Human Rights Council holds panel discussion on violence against children

[24 September 2014] - This week the Human Rights Council held a panel discussion yesterday on “accelerating global efforts to end violence against children’ during its 27th session.

The panel discussion focused on the recommendations of the UN Study on Violence against Children, elaborated by Paulo Sérgio Pinheiro and presented to the General Assembly in 2006, and reaffirmed the role of the Human Rights Council in tackling the issue.

The panel discussion was planned in March 2014, in a resolution on “Ending violence against children: a global call to make the invisible visible” adopted by the Council. The resolution reaffirmed that States had the primary responsibility to promote and protect human rights and take appropriate measures to protect children from all forms of physical or mental violence. It also urged them to give priority to prevention and to raise awareness of the negative effects of violence against children, as well as to strive to change attitudes that condone or normalise any form of violence against children.

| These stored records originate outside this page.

/// Message queue tuning.
#[derive(Debug, Clone, PartialEq, Eq, Serialize, Deserialize)]
#[serde(deny_unknown_fields)]
pub struct QueueConfig {
    /// Consumers that get a queue at startup.
    #[serde(default = "default_consumers")]
    pub consumers: Vec<String>,
    /// Producer-side duplicate sends are suppressed within this window.
    #[serde(default = "default_dedupe_window", with = "humantime_serde")]
    pub dedupe_window: Duration,
}

impl Default for QueueConfig {
    fn default() -> Self {
        Self {
            consumers: default_consumers(),
            dedupe_window: default_dedupe_window(),
        }
    }
}

/// Root configuration for the whole suite.
#[derive(Debug, Clone, PartialEq, Serialize, Deserialize)]
#[serde(deny_unknown_fields)]
pub struct CollectionsConfig {
    /// Filesystem layout (required).
    pub paths: PathsConfig,
    /// Routing thresholds and weights.
    #[serde(default)]
    pub routing: RoutingConfig,
    /// Heartbeat supervision.
    #[serde(default)]
    pub health: HealthConfig,
    /// Consistency checking.
    #[serde(default)]
    pub consistency: ConsistencyConfig,
    /// Message queues.
    #[serde(default)]
    pub queue: QueueConfig,
}

impl CollectionsConfig {
    /// Config with the given paths and every tunable at its default.
    #[must_use]
    pub fn with_paths(paths: PathsConfig) -> Self {
        Self {
            paths,
            routing: RoutingConfig::default(),
            health: HealthConfig::default(),
            consistency: ConsistencyConfig::default(),
            queue: QueueConfig::default(),
        }
    }

    /// Load and validate a config file.
    ///
    /// # Errors
    ///
    /// Returns [`ConfigError`] if the file cannot be read, parsed, or
    /// fails validation.
    pub fn from_file(path: impl AsRef<Path>) -> Result<Self, ConfigError> {
        let path = path.as_ref();
        let content = std::fs::read_to_string(path).map_err(|source| ConfigError::Io {
            path: path.display().to_string(),
            source,
        })?;
        Self::from_toml(&content)
    }

    /// Parse and validate a TOML document.
    ///
    /// # Errors
    ///
    /// Returns [`ConfigError`] if parsing or validation fails.
    pub fn from_toml(content: &str) -> Result<Self, ConfigError> {
        let config: Self = toml::from_str(content)?;
        config.validate()?;
        Ok(config)
    }

    /// Render the config back to TOML.
    ///
    /// # Errors
    ///
    /// Returns [`ConfigError::Serialize`] if rendering fails.
    pub fn to_toml(&self) -> Result<String, ConfigError> {
        Ok(toml::to_string_pretty(self)?)
    }

    /// Check semantic constraints that the type system cannot.
    ///
    /// # Errors
    ///
    /// Returns [`ConfigError::Validation`] naming the first violated
    /// constraint.
    pub fn validate(&self) -> Result<(), ConfigError> {
        let weights = &self.routing.weights;
        for (name, value) in [
            ("invoice_id", weights.invoice_id),
            ("amount", weights.amount),
            ("due_date", weights.due_date),
            ("line_items", weights.line_items),
        ] {
            if !value.is_finite() || !(0.0..=1.0).contains(&value) {
                return Err(ConfigError::Validation(format!(
                    "routing.weights.{name} must be in [0.0, 1.0], got {value}"
                )));
            }
        }
        let sum = weights.sum();
        if (sum - 1.0).abs() > WEIGHT_SUM_EPSILON {
            return Err(ConfigError::Validation(format!(
                "routing.weights must sum to 1.0, got {sum}"
            )));
        }

        let auto = self.routing.auto_threshold;
        let review = self.routing.review_threshold;
        if !auto.is_finite() || !review.is_finite() || review <= 0.0 || review > auto || auto > 1.0
        {
            return Err(ConfigError::Validation(format!(
                "routing thresholds must satisfy 0 < review_threshold <= auto_threshold <= 1, \
                 got review={review} auto={auto}"
            )));
        }

        if self.health.heartbeat_timeout.is_zero() {
            return Err(ConfigError::Validation(
                "health.heartbeat_timeout must be positive".to_string(),
            ));
        }
        if self.health.escalation_threshold == 0 {
            return Err(ConfigError::Validation(
                "health.escalation_threshold must be at least 1".to_string(),
            ));
        }
        if self.health.history_window <= self.health.escalation_threshold as usize {
            return Err(ConfigError::Validation(format!(
                "health.history_window ({}) must exceed escalation_threshold ({})",
                self.health.history_window, self.health.escalation_threshold
            )));
        }
        for agent in &self.health.agents {
            if !crate::store::is_safe_component(agent) {
                return Err(ConfigError::Validation(format!(
                    "health.agents entry {agent:?} is not a safe name"
                )));
            }
        }

        if self.consistency.tolerance_cents < 0 {
            return Err(ConfigError::Validation(
                "consistency.tolerance_cents must not be negative".to_string(),
            ));
        }
        if self.consistency.queue_depth_ceiling == 0 {
            return Err(ConfigError::Validation(
                "consistency.queue_depth_ceiling must be at least 1".to_string(),
            ));
        }

        for consumer in &self.queue.consumers {
            if !crate::store::is_safe_component(consumer) {
                return Err(ConfigError::Validation(format!(
                    "queue.consumers entry {consumer:?} is not a safe name"
                )));
            }
        }
        if self.queue.dedupe_window.is_zero() {
            return Err(ConfigError::Validation(
                "queue.dedupe_window must be positive".to_string(),
            ));
        }

        Ok(())
    }
}
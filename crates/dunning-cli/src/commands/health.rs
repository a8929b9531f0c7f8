//! `dunning health` - one-shot health and consistency check.
//!
//! Runs a heartbeat check over every tracked agent (restarting or
//! escalating stale ones, exactly as the watch loop would) and a raw
//! consistency pass. Reports what it sees; for the debounced variant
//! that suppresses first observations, use `watch`.
//!
//! # Exit Codes
//!
//! - 0: All agents healthy and totals consistent
//! - 1: The check itself failed
//! - 2: At least one agent is unhealthy or a total is off

use std::path::Path;

use clap::Args;
use dunning_core::health::AgentState;

use super::exit_codes;

/// Health command arguments.
#[derive(Debug, Args)]
pub struct HealthArgs {
    /// Print the full report as JSON.
    #[arg(long)]
    pub json: bool,
}

pub fn run(config_path: &Path, args: &HealthArgs) -> u8 {
    match run_inner(config_path, args) {
        Ok(healthy) => {
            if healthy {
                exit_codes::SUCCESS
            } else {
                exit_codes::UNHEALTHY
            }
        },
        Err(e) => {
            eprintln!("error: {e:#}");
            exit_codes::ERROR
        },
    }
}

fn run_inner(config_path: &Path, args: &HealthArgs) -> anyhow::Result<bool> {
    let mut ctx = super::load_context(config_path)?;
    let agents = ctx.check_heartbeats()?;
    let report = ctx.inspect_consistency()?;

    let agents_healthy = agents.iter().all(|a| a.state == AgentState::Healthy);
    let healthy = agents_healthy && report.consistent;

    if args.json {
        let output = serde_json::json!({
            "healthy": healthy,
            "agents": agents,
            "reconciliation": report,
        });
        println!("{}", serde_json::to_string_pretty(&output)?);
        return Ok(healthy);
    }

    for agent in &agents {
        let last = agent
            .last_heartbeat
            .map_or_else(|| "never".to_string(), |t| t.to_rfc3339());
        println!(
            "agent {}: {} (last heartbeat {}, restarts {})",
            agent.agent,
            agent.state.as_str(),
            last,
            agent.restart_count
        );
    }
    if report.consistent {
        println!("consistency: ok");
    } else {
        for discrepancy in &report.discrepancies {
            println!(
                "consistency: {} off by {} cents (store {}, ledger {})",
                discrepancy.status,
                discrepancy.delta_cents,
                discrepancy.store_total_cents,
                discrepancy.ledger_total_cents
            );
        }
        for queue in report.queue_depths.iter().filter(|q| !q.healthy) {
            println!(
                "consistency: queue {} depth {} at or above ceiling {}",
                queue.queue, queue.depth, queue.ceiling
            );
        }
    }
    Ok(healthy)
}

#[cfg(test)]
mod tests {
    use tempfile::TempDir;

    use super::*;
    use crate::commands::test_support::write_config;

    #[test]
    fn test_missing_heartbeats_report_unhealthy() {
        let dir = TempDir::new().expect("tempdir");
        let config = write_config(&dir);
        // Default agents never wrote a heartbeat, so the check
        // requests restarts and reports unhealthy.
        assert_eq!(run(&config, &HealthArgs { json: true }), exit_codes::UNHEALTHY);
    }

    #[test]
    fn test_fresh_heartbeats_report_healthy() {
        let dir = TempDir::new().expect("tempdir");
        let config = write_config(&dir);
        let heartbeat_dir = dir.path().join("heartbeats");
        dunning_core::health::write_heartbeat(&heartbeat_dir, "email_parser", 1)
            .expect("heartbeat");
        dunning_core::health::write_heartbeat(&heartbeat_dir, "payment_watcher", 1)
            .expect("heartbeat");

        assert_eq!(run(&config, &HealthArgs { json: false }), exit_codes::SUCCESS);
    }
}
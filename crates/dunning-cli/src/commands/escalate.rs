//! `dunning escalate` - hand an unpaid invoice to collections.
//!
//! # Exit Codes
//!
//! - 0: Invoice escalated
//! - 1: Unknown invoice, invalid transition, or a write failure

use std::path::Path;

use clap::Args;
use dunning_core::money;

use super::exit_codes;

/// Escalate command arguments.
#[derive(Debug, Args)]
pub struct EscalateArgs {
    /// Client the invoice belongs to.
    pub client: String,

    /// Invoice id.
    pub invoice_id: String,

    /// Why the invoice is being escalated.
    #[arg(long)]
    pub reason: String,
}

pub fn run(config_path: &Path, args: &EscalateArgs) -> u8 {
    match run_inner(config_path, args) {
        Ok(()) => exit_codes::SUCCESS,
        Err(e) => {
            eprintln!("error: {e:#}");
            exit_codes::ERROR
        },
    }
}

fn run_inner(config_path: &Path, args: &EscalateArgs) -> anyhow::Result<()> {
    let ctx = super::load_context(config_path)?;
    let record = ctx.escalate_invoice(&args.client, &args.invoice_id, &args.reason)?;
    println!(
        "{}/{} escalated: {} ({})",
        record.client,
        record.invoice_id,
        money::format_cents(record.amount_cents),
        args.reason
    );
    Ok(())
}

#[cfg(test)]
mod tests {
    use tempfile::TempDir;

    use super::*;
    use crate::commands::test_support::write_config;

    #[test]
    fn test_escalate_unknown_invoice_fails() {
        let dir = TempDir::new().expect("tempdir");
        let config = write_config(&dir);

        let args = EscalateArgs {
            client: "acme".to_string(),
            invoice_id: "INV-404".to_string(),
            reason: "unresponsive".to_string(),
        };
        assert_eq!(run(&config, &args), exit_codes::ERROR);
    }
}
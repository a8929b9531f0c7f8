//! End-to-end tests of the collections lifecycle.
//!
//! These drive the full stack through [`CollectionsContext`] against
//! real temporary directories: routing, payment, escalation,
//! held-invoice handling, heartbeat supervision, and consistency
//! checking.
//!
//! # Test Coverage
//!
//! - Happy path: parse, auto-route, pay; consistent at every step
//! - Held invoices: review and manual routing, promotion, rejection
//! - Supervision: stale heartbeats restart, then escalate exactly once
//! - Consistency: drift is debounced, then reported until repaired
//! - Crash recovery: an interrupted payment converges on retry

use std::collections::BTreeMap;
use std::sync::{Arc, Mutex};

use chrono::{NaiveDate, Utc};
use tempfile::TempDir;

use dunning_core::config::{CollectionsConfig, PathsConfig};
use dunning_core::context::CollectionsContext;
use dunning_core::health::{AgentState, OperatorNotifier, ProcessControl, write_heartbeat};
use dunning_core::ledger::LedgerSection;
use dunning_core::record::{InvoiceStatus, PaymentInfo};
use dunning_core::routing::{Disposition, ParsedInvoice, fields};

// ============================================================================
// Test doubles
// ============================================================================

type Recorded = Arc<Mutex<Vec<String>>>;

/// Notifier that records escalation messages instead of logging them.
struct RecordingNotifier(Recorded);

impl OperatorNotifier for RecordingNotifier {
    fn notify(&self, message: &str) {
        self.0.lock().expect("notifier lock").push(message.to_string());
    }
}

/// Process control that records restart requests.
struct RecordingControl(Recorded);

impl ProcessControl for RecordingControl {
    fn request_restart(&self, agent: &str) {
        self.0.lock().expect("control lock").push(agent.to_string());
    }
}

// ============================================================================
// Fixtures
// ============================================================================

fn temp_config(dir: &TempDir) -> CollectionsConfig {
    CollectionsConfig::with_paths(PathsConfig {
        state_dir: dir.path().join("state"),
        ledger_file: dir.path().join("ledger.md"),
        heartbeat_dir: dir.path().join("heartbeats"),
        queue_dir: dir.path().join("queues"),
    })
}

fn temp_context(dir: &TempDir) -> CollectionsContext {
    CollectionsContext::new(temp_config(dir)).expect("context")
}

fn parsed(client: &str, invoice_id: &str, amount_cents: i64, confidence: f64) -> ParsedInvoice {
    let mut field_confidences = BTreeMap::new();
    for field in [
        fields::INVOICE_ID,
        fields::AMOUNT,
        fields::DUE_DATE,
        fields::LINE_ITEMS,
    ] {
        field_confidences.insert(field.to_string(), confidence);
    }
    ParsedInvoice {
        client: client.to_string(),
        invoice_id: invoice_id.to_string(),
        amount_cents,
        due_date: NaiveDate::from_ymd_opt(2026, 4, 30).expect("valid date"),
        field_confidences,
    }
}

fn ach_payment(amount_cents: i64) -> PaymentInfo {
    PaymentInfo {
        method: "ach".to_string(),
        paid_at: Utc::now(),
        amount_cents,
        source_reference: Some("bank-stmt-0042".to_string()),
    }
}

// ============================================================================
// Lifecycle
// ============================================================================

#[test]
fn test_invoice_lifecycle_parse_to_paid() {
    let dir = TempDir::new().expect("tempdir");
    let mut ctx = temp_context(&dir);

    let outcome = ctx
        .route_invoice(&parsed("acme", "INV-100", 150_000, 0.97))
        .expect("route");
    assert_eq!(outcome.disposition, Disposition::Auto);
    assert_eq!(outcome.record.status, InvoiceStatus::Unpaid);

    let snapshot = ctx.snapshot().expect("snapshot");
    assert_eq!(snapshot.active_counts["unpaid"], 1);
    assert_eq!(snapshot.active_totals_cents["unpaid"], 150_000);
    assert!(ctx.inspect_consistency().expect("inspect").consistent);

    let paid = ctx
        .record_payment("acme", "INV-100", ach_payment(150_000))
        .expect("pay");
    assert_eq!(paid.status, InvoiceStatus::Paid);
    assert_eq!(
        paid.payment.as_ref().map(|p| p.amount_cents),
        Some(150_000)
    );

    // Active record is gone; the archive holds the paid copy.
    assert!(ctx.store().read("acme", "INV-100").expect("read").is_none());
    let archived = ctx
        .store()
        .read_archived("acme", "INV-100")
        .expect("read archived")
        .expect("archived record");
    assert_eq!(archived.status, InvoiceStatus::Paid);

    // Ledger moved the entry to paid.
    let paid_entries = ctx.ledger().entries(LedgerSection::Paid).expect("entries");
    assert_eq!(paid_entries.len(), 1);
    assert_eq!(paid_entries[0].invoice_id, "INV-100");
    assert!(
        ctx.ledger()
            .entries(LedgerSection::Unpaid)
            .expect("entries")
            .is_empty()
    );

    // The emailer was notified exactly once; the consumer can drain
    // and commit the batch.
    let emailer = ctx.queue("emailer").expect("emailer queue");
    let batch = emailer.pending().expect("pending");
    assert_eq!(batch.messages.len(), 1);
    assert_eq!(batch.messages[0].kind, "payment_received");
    assert_eq!(batch.messages[0].invoice_id, "INV-100");
    assert_eq!(batch.messages[0].payload["amount_cents"], 150_000);
    emailer.commit(batch.end_offset).expect("commit");
    assert_eq!(emailer.depth().expect("depth"), 0);

    assert!(ctx.check_consistency().expect("consistency").consistent);

    // The audit trail tells the whole story, in order.
    let events = ctx.audit().replay(None).expect("replay");
    let types: Vec<&str> = events.iter().map(|e| e.event_type.as_str()).collect();
    assert_eq!(types, ["invoice_routed", "marked_paid"]);
}

#[test]
fn test_escalation_moves_money_to_escalated() {
    let dir = TempDir::new().expect("tempdir");
    let mut ctx = temp_context(&dir);

    ctx.route_invoice(&parsed("acme", "INV-200", 88_000, 1.0))
        .expect("route");
    let record = ctx
        .escalate_invoice("acme", "INV-200", "unresponsive after 3 reminders")
        .expect("escalate");
    assert_eq!(record.status, InvoiceStatus::Escalated);

    let escalated = ctx
        .ledger()
        .entries(LedgerSection::Escalated)
        .expect("entries");
    assert_eq!(escalated.len(), 1);
    assert_eq!(escalated[0].amount_cents, 88_000);
    assert!(ctx.check_consistency().expect("consistency").consistent);

    let events = ctx.audit().replay(None).expect("replay");
    assert_eq!(events.last().map(|e| e.event_type.as_str()), Some("escalated"));
    assert_eq!(
        events.last().map(|e| e.payload["reason"].clone()),
        Some(serde_json::json!("unresponsive after 3 reminders"))
    );
}

// ============================================================================
// Held invoices
// ============================================================================

#[test]
fn test_review_invoice_promoted_then_paid() {
    let dir = TempDir::new().expect("tempdir");
    let mut ctx = temp_context(&dir);

    // 0.9 lands between the review (0.85) and auto (0.95) thresholds.
    let outcome = ctx
        .route_invoice(&parsed("acme", "INV-300", 64_100, 0.9))
        .expect("route");
    assert_eq!(outcome.disposition, Disposition::Review);
    assert_eq!(outcome.record.status, InvoiceStatus::Review);

    // Held money is not in the ledger and not a discrepancy.
    assert!(
        ctx.ledger()
            .entries(LedgerSection::Unpaid)
            .expect("entries")
            .is_empty()
    );
    assert!(ctx.inspect_consistency().expect("inspect").consistent);

    let promoted = ctx.promote_held("acme", "INV-300").expect("promote");
    assert_eq!(promoted.status, InvoiceStatus::Unpaid);
    assert_eq!(
        ctx.ledger()
            .entries(LedgerSection::Unpaid)
            .expect("entries")
            .len(),
        1
    );

    ctx.record_payment("acme", "INV-300", ach_payment(64_100))
        .expect("pay");
    assert!(ctx.check_consistency().expect("consistency").consistent);
}

#[test]
fn test_manual_invoice_rejected_into_archive() {
    let dir = TempDir::new().expect("tempdir");
    let mut ctx = temp_context(&dir);

    let outcome = ctx
        .route_invoice(&parsed("acme", "INV-400", 12_000, 0.3))
        .expect("route");
    assert_eq!(outcome.disposition, Disposition::Manual);

    let rejected = ctx
        .reject_held("acme", "INV-400", "duplicate of INV-399")
        .expect("reject");
    assert_eq!(rejected.status, InvoiceStatus::Manual);

    assert!(ctx.store().read("acme", "INV-400").expect("read").is_none());
    assert!(
        ctx.store()
            .read_archived("acme", "INV-400")
            .expect("read")
            .is_some()
    );

    // Rejected money never touches the ledger or the totals.
    let snapshot = ctx.snapshot().expect("snapshot");
    assert_eq!(snapshot.archived_count, 1);
    assert_eq!(snapshot.archived_paid_total_cents, 0);
    assert!(ctx.check_consistency().expect("consistency").consistent);
}

// ============================================================================
// Consistency
// ============================================================================

#[test]
fn test_drift_is_debounced_then_reported_until_repaired() {
    let dir = TempDir::new().expect("tempdir");
    let mut ctx = temp_context(&dir);

    // A record written behind the router's back has no ledger entry.
    let record = dunning_core::record::InvoiceRecord::new(
        "acme",
        "INV-500",
        42_000,
        NaiveDate::from_ymd_opt(2026, 4, 30).expect("valid date"),
        InvoiceStatus::Unpaid,
        0.99,
    );
    ctx.store().write(record).expect("write");

    let first = ctx.check_consistency().expect("run 1");
    assert!(first.consistent, "first observation is held back");

    let second = ctx.check_consistency().expect("run 2");
    assert!(!second.consistent);
    assert_eq!(second.discrepancies.len(), 1);
    assert_eq!(second.discrepancies[0].status, "unpaid");
    assert_eq!(second.discrepancies[0].delta_cents, 42_000);

    // Repair the ledger; the finding clears immediately.
    ctx.ledger()
        .add_entry(
            LedgerSection::Unpaid,
            dunning_core::ledger::LedgerEntry::new("INV-500", 42_000, "acme"),
        )
        .expect("repair");
    assert!(ctx.check_consistency().expect("run 3").consistent);
    assert!(ctx.check_consistency().expect("run 4").consistent);
}

#[test]
fn test_interrupted_payment_converges_on_retry() {
    let dir = TempDir::new().expect("tempdir");
    let mut ctx = temp_context(&dir);

    ctx.route_invoice(&parsed("acme", "INV-600", 99_000, 1.0))
        .expect("route");
    ctx.record_payment("acme", "INV-600", ach_payment(99_000))
        .expect("pay");

    // Simulate a crash after archiving but before the active record
    // was removed: put the paid copy back into the active tree.
    let config = temp_config(&dir);
    let active = config.paths.state_dir.join("acme").join("INV-600.json");
    let archived = config
        .paths
        .state_dir
        .join("archive")
        .join("acme")
        .join("INV-600.json");
    std::fs::copy(&archived, &active).expect("restore active copy");

    // The shadowed active copy is invisible to scans, so totals and
    // the ledger still agree.
    let snapshot = ctx.snapshot().expect("snapshot");
    assert_eq!(snapshot.active_counts["paid"], 0);
    assert!(ctx.inspect_consistency().expect("inspect").consistent);

    // Retrying the payment cleans up and stays idempotent.
    let retried = ctx
        .record_payment("acme", "INV-600", ach_payment(99_000))
        .expect("retry");
    assert_eq!(retried.status, InvoiceStatus::Paid);
    assert!(!active.exists(), "retry removes the lingering active copy");
    assert!(ctx.check_consistency().expect("consistency").consistent);

    // The duplicate notification was absorbed by producer dedupe.
    let emailer = ctx.queue("emailer").expect("emailer queue");
    assert_eq!(emailer.pending().expect("pending").messages.len(), 1);
}

// ============================================================================
// Supervision
// ============================================================================

#[test]
fn test_unresponsive_agent_restarts_then_escalates_once() {
    let dir = TempDir::new().expect("tempdir");
    let config = temp_config(&dir);
    let messages: Recorded = Arc::new(Mutex::new(Vec::new()));
    let requests: Recorded = Arc::new(Mutex::new(Vec::new()));
    let mut ctx = CollectionsContext::with_collaborators(
        config,
        Box::new(RecordingNotifier(Arc::clone(&messages))),
        Box::new(RecordingControl(Arc::clone(&requests))),
    )
    .expect("context");

    let heartbeat_dir = ctx.config().paths.heartbeat_dir.clone();
    write_heartbeat(&heartbeat_dir, "payment_watcher", 1).expect("heartbeat");

    // email_parser never writes a heartbeat. Two stale checks request
    // restarts; the third escalates.
    for _ in 0..2 {
        let health = ctx.check_heartbeats().expect("check");
        let parser = health
            .iter()
            .find(|h| h.agent == "email_parser")
            .expect("tracked");
        assert_eq!(parser.state, AgentState::Restarting);
        let watcher = health
            .iter()
            .find(|h| h.agent == "payment_watcher")
            .expect("tracked");
        assert_eq!(watcher.state, AgentState::Healthy);
    }
    assert_eq!(requests.lock().expect("lock").len(), 2);
    assert!(messages.lock().expect("lock").is_empty());

    let health = ctx.check_heartbeats().expect("check");
    let parser = health
        .iter()
        .find(|h| h.agent == "email_parser")
        .expect("tracked");
    assert_eq!(parser.state, AgentState::Escalated);
    assert_eq!(messages.lock().expect("lock").len(), 1);
    assert!(messages.lock().expect("lock")[0].contains("email_parser"));

    // Further stale checks stay escalated without repeating the page.
    ctx.check_heartbeats().expect("check");
    assert_eq!(messages.lock().expect("lock").len(), 1);

    // Recovery re-arms the notification for the next episode.
    write_heartbeat(&heartbeat_dir, "email_parser", 7).expect("heartbeat");
    let health = ctx.check_heartbeats().expect("check");
    let parser = health
        .iter()
        .find(|h| h.agent == "email_parser")
        .expect("tracked");
    assert_eq!(parser.state, AgentState::Healthy);

    let snapshot = ctx.snapshot().expect("snapshot");
    assert_eq!(snapshot.agents.len(), 2);
}
//! `dunning reconcile` - compare store totals against the ledger.
//!
//! One raw reconciliation pass plus queue depth checks, printed as a
//! report. Nothing is modified; discrepancies are for an operator to
//! repair.
//!
//! # Exit Codes
//!
//! - 0: Totals agree and every queue is below its ceiling
//! - 1: The pass itself failed
//! - 2: At least one discrepancy or overfull queue

use std::path::Path;

use clap::Args;
use dunning_core::money;

use super::exit_codes;

/// Reconcile command arguments.
#[derive(Debug, Args)]
pub struct ReconcileArgs {
    /// Print the full report as JSON.
    #[arg(long)]
    pub json: bool,
}

pub fn run(config_path: &Path, args: &ReconcileArgs) -> u8 {
    match run_inner(config_path, args) {
        Ok(consistent) => {
            if consistent {
                exit_codes::SUCCESS
            } else {
                exit_codes::UNHEALTHY
            }
        },
        Err(e) => {
            eprintln!("error: {e:#}");
            exit_codes::ERROR
        },
    }
}

fn run_inner(config_path: &Path, args: &ReconcileArgs) -> anyhow::Result<bool> {
    let ctx = super::load_context(config_path)?;
    let report = ctx.inspect_consistency()?;

    if args.json {
        println!("{}", serde_json::to_string_pretty(&report)?);
        return Ok(report.consistent);
    }

    for (status, store_total) in &report.store_totals_cents {
        let ledger_total = report.ledger_totals_cents.get(status);
        match ledger_total {
            Some(ledger_total) => println!(
                "{status}: store {} / ledger {}",
                money::format_cents(*store_total),
                money::format_cents(*ledger_total)
            ),
            None => println!(
                "{status}: store {} (not ledgered)",
                money::format_cents(*store_total)
            ),
        }
    }
    for queue in &report.queue_depths {
        println!(
            "queue {}: depth {} (ceiling {})",
            queue.queue, queue.depth, queue.ceiling
        );
    }
    if report.consistent {
        println!("consistent");
    } else {
        for discrepancy in &report.discrepancies {
            println!(
                "DISCREPANCY {}: store {} vs ledger {} (delta {})",
                discrepancy.status,
                money::format_cents(discrepancy.store_total_cents),
                money::format_cents(discrepancy.ledger_total_cents),
                money::format_cents(discrepancy.delta_cents)
            );
        }
        for queue in report.queue_depths.iter().filter(|q| !q.healthy) {
            println!(
                "DISCREPANCY queue {}: depth {} at or above ceiling {}",
                queue.queue, queue.depth, queue.ceiling
            );
        }
    }
    Ok(report.consistent)
}
//! `dunning held` - inspect and resolve invoices awaiting an operator.
//!
//! Held invoices (review or manual) sit in the store with no ledger
//! entry until someone promotes them into the unpaid pipeline or
//! rejects them into the archive.
//!
//! # Exit Codes
//!
//! - 0: Command completed
//! - 1: Unknown invoice, record not held, or a write failure

use std::path::Path;

use clap::Subcommand;
use dunning_core::money;

use super::exit_codes;

/// Held-invoice subcommands.
#[derive(Debug, Subcommand)]
pub enum HeldCommand {
    /// List held invoices awaiting operator action
    List {
        /// Print as JSON.
        #[arg(long)]
        json: bool,
    },

    /// Promote a held invoice into the unpaid pipeline
    Promote {
        /// Client the invoice belongs to.
        client: String,
        /// Invoice id.
        invoice_id: String,
    },

    /// Reject a held invoice into the archive
    Reject {
        /// Client the invoice belongs to.
        client: String,
        /// Invoice id.
        invoice_id: String,
        /// Why the invoice is rejected.
        #[arg(long)]
        reason: String,
    },
}

pub fn run(config_path: &Path, command: &HeldCommand) -> u8 {
    match run_inner(config_path, command) {
        Ok(()) => exit_codes::SUCCESS,
        Err(e) => {
            eprintln!("error: {e:#}");
            exit_codes::ERROR
        },
    }
}

fn run_inner(config_path: &Path, command: &HeldCommand) -> anyhow::Result<()> {
    let ctx = super::load_context(config_path)?;
    match command {
        HeldCommand::List { json } => {
            let held: Vec<_> = ctx
                .store()
                .scan()?
                .into_iter()
                .filter(|record| record.status.is_held())
                .collect();
            if *json {
                println!("{}", serde_json::to_string_pretty(&held)?);
            } else if held.is_empty() {
                println!("no held invoices");
            } else {
                for record in &held {
                    println!(
                        "{}/{}  {}  {}  due {}  confidence {:.3}",
                        record.client,
                        record.invoice_id,
                        record.status.as_str(),
                        money::format_cents(record.amount_cents),
                        record.due_date,
                        record.confidence
                    );
                }
            }
        },
        HeldCommand::Promote { client, invoice_id } => {
            let record = ctx.promote_held(client, invoice_id)?;
            println!(
                "{}/{} promoted to unpaid ({})",
                record.client,
                record.invoice_id,
                money::format_cents(record.amount_cents)
            );
        },
        HeldCommand::Reject {
            client,
            invoice_id,
            reason,
        } => {
            let record = ctx.reject_held(client, invoice_id, reason)?;
            println!(
                "{}/{} rejected to archive ({})",
                record.client, record.invoice_id, reason
            );
        },
    }
    Ok(())
}

#[cfg(test)]
mod tests {
    use tempfile::TempDir;

    use super::*;
    use crate::commands::test_support::write_config;

    #[test]
    fn test_list_empty_store_succeeds() {
        let dir = TempDir::new().expect("tempdir");
        let config = write_config(&dir);
        assert_eq!(
            run(&config, &HeldCommand::List { json: false }),
            exit_codes::SUCCESS
        );
    }

    #[test]
    fn test_promote_unknown_invoice_fails() {
        let dir = TempDir::new().expect("tempdir");
        let config = write_config(&dir);
        let command = HeldCommand::Promote {
            client: "acme".to_string(),
            invoice_id: "INV-404".to_string(),
        };
        assert_eq!(run(&config, &command), exit_codes::ERROR);
    }
}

Despite progress made since the presentation of the UN Study on Violence against Children in 2006, children continue to be victims of violence in different settings - the home and family, school, care and justice institutions, in  communities, in places where children work and more recently also in cyberspace - in contradiction with human rights norms and standards, particularly the UN Convention of the Rights of the Child and its Optional Protocols.

Jane Connors, Director of the Research and Right to Development Division at the Office of the UN High Commissioner for Human Rights (OHCHR), in an opening statement said that violence against children takes many forms. Ms Connors explained that, far too often, those phenomena are invisible, condoned and accepted and they occur in all parts of the world and cross cultural, religious and societal borders, including in places where the children were most entitled to refuge and protection, such as in homes, schools and their communities. She also stressed that there is no such thing as an “acceptable” level of violence against children; every State has the capacity to stop it and must do so.

Marta Santos Pais, Special Representative of the Secretary-General on Violence against Children, said that violence against children illustrated the many challenges that continued to compromise the protection of the rights of children. She stressed that it was critical to preserve the elimination of violence against children as a distinct target and a crosscutting concern in the post-2015 development agenda.